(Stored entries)
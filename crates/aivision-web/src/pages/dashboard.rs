//! Dashboard page
//!
//! Static overview cards with placeholder figures. Real reporting widgets
//! are fed by a separate reporting service and are out of scope here.

use leptos::prelude::*;

/// One summary card
#[derive(Debug, Clone, Copy)]
struct StatCard {
    title: &'static str,
    value: &'static str,
    hint: &'static str,
}

const STAT_CARDS: [StatCard; 4] = [
    StatCard {
        title: "Cameras Online",
        value: "12",
        hint: "of 14 configured",
    },
    StatCard {
        title: "Active Prompts",
        value: "27",
        hint: "across all cameras",
    },
    StatCard {
        title: "Alerts Today",
        value: "63",
        hint: "8 awaiting review",
    },
    StatCard {
        title: "Clients Notified",
        value: "41",
        hint: "email, SMS and WhatsApp",
    },
];

/// Main dashboard page component
#[component]
pub fn Dashboard() -> impl IntoView {
    view! {
        <div class="dashboard">
            <h2>"Platform Overview"</h2>
            <div class="dashboard-grid">
                {STAT_CARDS
                    .iter()
                    .map(|card| {
                        view! {
                            <div class="dashboard-card">
                                <h3>{card.title}</h3>
                                <p class="stat-value">{card.value}</p>
                                <p class="stat-hint">{card.hint}</p>
                            </div>
                        }
                    })
                    .collect_view()}
            </div>
            <div class="dashboard-card dashboard-wide">
                <h3>"Alert Activity"</h3>
                <p class="stat-hint">"Sample data; live charts come from the reporting service."</p>
                <ul class="activity-list">
                    <li>"Mon: 48 alerts"</li>
                    <li>"Tue: 52 alerts"</li>
                    <li>"Wed: 39 alerts"</li>
                    <li>"Thu: 71 alerts"</li>
                    <li>"Fri: 63 alerts"</li>
                </ul>
            </div>
        </div>
    }
}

Task details => In the data above, find each line that uses the string "title". Copy it.

Solution for this task =>
    title: &'static str,
        title: "Cameras Online",
        title: "Active Prompts",
        title: "Alerts Today",
        title: "Clients Notified",
                                <h3>{card.title}</h3>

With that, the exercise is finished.